商標の使用は物理なものから電子的なものへと進化している。スマートフォン、BluetoothイヤホンなどのIoT製品の普及に伴い、商標マークの使用は、印刷、貼付、レーザー刻印などの従来の方式に限定されず、また従来の物理的媒体をも必要としなくなっている。電子機器の起動、接続・ペアリングなどの段階で、ポップアップや画面上に電子化された商標マークを表示することで他人の商標権を侵害する犯罪者もおり、こうした手法は技術力と隠蔽力が高く、消費者の商品出所に関する混同や誤認などを招きやすい。
侵害の対象が商品商標から役務商標へと拡大している。役務商標は既に刑事保護の対象に含まれている。各地の検察機関は、教育訓練、ホテル宿泊、家電修理、ファッションショーなどの分野に及ぶ一連の役務商標模倣案件を処理している。行為者は不法な利益を目当てに、サービス提供場所、店舗看板、広告資料などの媒体で他人の役務商標を無断使用し、他人の経営モデルを「丸写し」することで、権利者の信用とブランド価値を毀損している。
これらの案件は、発生場所がオフライン取引からオンライン取引などの新業態へと拡大している。現在、ネットワークを利用した商標権侵害、模倣品の製造・販売が多発している。特にクロスボーダー電子商取引プラットフォームを利用した商標権侵害は、一般に組織的集団によって行われ、一部はライブ配信での模倣品販売、有料広告によるトラフィック、正規品リンクの無断使用などの手段で販売量を増やし、犯罪のネットワークが広く、案件に関わる金額が大きく、取引には本物と模倣品の混在するケースや「広告と実際の商品が異なる」などのケースがあり、商品ブランドの評判と経済秩序に深刻な影響を与えている。

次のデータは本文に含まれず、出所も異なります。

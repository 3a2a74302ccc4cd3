//! Direction tags used by the movement templates.

use std::fmt;

use serde::{Deserialize, Serialize};

use crate::MoveFlag;

/// A named direction in a piece's movement template.
///
/// Deltas are (file, rank) with rank growing towards Black. Pawn deltas are
/// written for White and flipped by the caller for Black.
#[derive(Debug, Clone, Copy, PartialEq, Eq, Hash, PartialOrd, Ord, Serialize, Deserialize)]
pub enum Direction {
    North,
    NorthEast,
    East,
    SouthEast,
    South,
    SouthWest,
    West,
    NorthWest,

    NorthNorthEast,
    EastNorthEast,
    EastSouthEast,
    SouthSouthEast,
    SouthSouthWest,
    WestSouthWest,
    WestNorthWest,
    NorthNorthWest,

    Forward,
    DoubleStep,
    CaptureWest,
    CaptureEast,

    CastleKingside,
    CastleQueenside,
}

impl Direction {
    /// Returns the (file, rank) delta of one step in this direction.
    pub const fn delta(self) -> (i8, i8) {
        match self {
            Direction::North => (0, 1),
            Direction::NorthEast => (1, 1),
            Direction::East => (1, 0),
            Direction::SouthEast => (1, -1),
            Direction::South => (0, -1),
            Direction::SouthWest => (-1, -1),
            Direction::West => (-1, 0),
            Direction::NorthWest => (-1, 1),

            Direction::NorthNorthEast => (1, 2),
            Direction::EastNorthEast => (2, 1),
            Direction::EastSouthEast => (2, -1),
            Direction::SouthSouthEast => (1, -2),
            Direction::SouthSouthWest => (-1, -2),
            Direction::WestSouthWest => (-2, -1),
            Direction::WestNorthWest => (-2, 1),
            Direction::NorthNorthWest => (-1, 2),

            Direction::Forward => (0, 1),
            Direction::DoubleStep => (0, 2),
            Direction::CaptureWest => (-1, 1),
            Direction::CaptureEast => (1, 1),

            Direction::CastleKingside => (2, 0),
            Direction::CastleQueenside => (-2, 0),
        }
    }

    /// Returns true for the two castling directions.
    #[inline]
    pub const fn is_castle(self) -> bool {
        matches!(self, Direction::CastleKingside | Direction::CastleQueenside)
    }

    /// Returns true for the pawn's diagonal capture directions.
    #[inline]
    pub const fn is_pawn_capture(self) -> bool {
        matches!(self, Direction::CaptureWest | Direction::CaptureEast)
    }

    /// Returns the move flag a move in this direction carries before any
    /// en passant or promotion refinement.
    pub const fn flag(self) -> MoveFlag {
        match self {
            Direction::CastleKingside => MoveFlag::CastleKingside,
            Direction::CastleQueenside => MoveFlag::CastleQueenside,
            _ => MoveFlag::Normal,
        }
    }

    /// Short snake_case name, as shown to players.
    pub const fn name(self) -> &'static str {
        match self {
            Direction::North => "north",
            Direction::NorthEast => "north_east",
            Direction::East => "east",
            Direction::SouthEast => "south_east",
            Direction::South => "south",
            Direction::SouthWest => "south_west",
            Direction::West => "west",
            Direction::NorthWest => "north_west",
            Direction::NorthNorthEast => "north_north_east",
            Direction::EastNorthEast => "east_north_east",
            Direction::EastSouthEast => "east_south_east",
            Direction::SouthSouthEast => "south_south_east",
            Direction::SouthSouthWest => "south_south_west",
            Direction::WestSouthWest => "west_south_west",
            Direction::WestNorthWest => "west_north_west",
            Direction::NorthNorthWest => "north_north_west",
            Direction::Forward => "forward",
            Direction::DoubleStep => "initial",
            Direction::CaptureWest => "capture_west",
            Direction::CaptureEast => "capture_east",
            Direction::CastleKingside => "castle_king",
            Direction::CastleQueenside => "castle_queen",
        }
    }
}

impl fmt::Display for Direction {
    fn fmt(&self, f: &mut fmt::Formatter<'_>) -> fmt::Result {
        f.write_str(self.name())
    }
}
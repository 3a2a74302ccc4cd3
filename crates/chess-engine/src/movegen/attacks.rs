//! Attack detection for check and castling safety.
//!
//! Attacks use the same templates as move generation, walked in attack
//! mode: castling directions are skipped and pawns only strike along their
//! capture diagonals, whether or not anything stands there.

use chess_core::{Color, Direction, PieceKind, Square};

use super::step_delta;
use crate::{Board, BoardError, Piece};

/// Returns true if any living piece of color `by` attacks `square`.
pub fn is_square_attacked(board: &Board, square: Square, by: Color) -> bool {
    board.living(by).any(|piece| attacks(board, piece, square))
}

/// True iff the king of `color` stands on a square the opponent attacks.
pub fn king_in_check(board: &Board, color: Color) -> Result<bool, BoardError> {
    let king = board.king(color)?;
    Ok(is_square_attacked(board, king.square(), color.opposite()))
}

fn attacks(board: &Board, piece: &Piece, square: Square) -> bool {
    piece
        .kind()
        .template()
        .iter()
        .filter(|d| strikes_along(piece.kind(), **d))
        .any(|&direction| {
            let (df, dr) = step_delta(piece, direction);
            for step in 1..=piece.kind().max_steps() {
                let Some(target) = piece.square().offset(df * step, dr * step) else {
                    return false;
                };
                if target == square {
                    return true;
                }
                if !board.cell(target).is_empty() {
                    return false;
                }
            }
            false
        })
}

fn strikes_along(kind: PieceKind, direction: Direction) -> bool {
    match kind {
        PieceKind::Pawn => direction.is_pawn_capture(),
        _ => !direction.is_castle(),
    }
}
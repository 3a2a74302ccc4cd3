//! Core types for chess.
//!
//! This crate provides the value types shared by the rules engine:
//! - [`Color`] for the two players
//! - [`Square`], [`File`], and [`Rank`] for board coordinates
//! - [`PieceKind`] and [`Direction`] for the static movement templates
//! - [`Move`] and [`MoveFlag`] for flattened moves
//! - FEN position parsing

mod color;
mod direction;
mod fen;
mod mov;
mod piece;
mod square;

pub use color::Color;
pub use direction::Direction;
pub use fen::{CastlingAvailability, Fen, FenError};
pub use mov::{Move, MoveFlag};
pub use piece::PieceKind;
pub use square::{File, Rank, Square};
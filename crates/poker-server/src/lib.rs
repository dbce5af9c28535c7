pub mod client;
pub mod gateway;
pub mod handlers;
pub mod metrics;
pub mod rpc;
pub mod server;

pub use gateway::ProjectChannelGateway;
pub use server::{build_router, start, AppState, ServerConfig, ServerHandle};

犯罪手段が従来の模倣品の製造・販売から「中古品の再生転売」へと進んでいる。近年、携帯電話、自動車などのデジタル製品、耐久消費財などの分野で、シリアルナンバーなどの重要な識別情報を変更したり、主要部品を交換したりするなどして、中古品を「リファービッシュ」した後、新品として転売するなどの行為が多発している。行為者は、資格認定書の不正取得や虚偽の販売契約締結などの方法で犯罪行為を隠匿している。生産、回収、改造、取引など複数の段階からなるブラック・グレー産業チェーンが形成され、中古品の流通秩序を破壊し、権利者と消費者の合法的権益を損なっている。
最高検は、今後、検察機関は新技術・新業態の発展に適応するため、新しい権利侵害分野、侵害対象、技術手段、ビジネスモデルに焦点を当て、法に基づき商標権侵害の処罰を強化し、商標権に対する刑事司法の保護を強め、公正に競争できる市場秩序を維持し、知的財産権強国の建設をサポートすると表明した。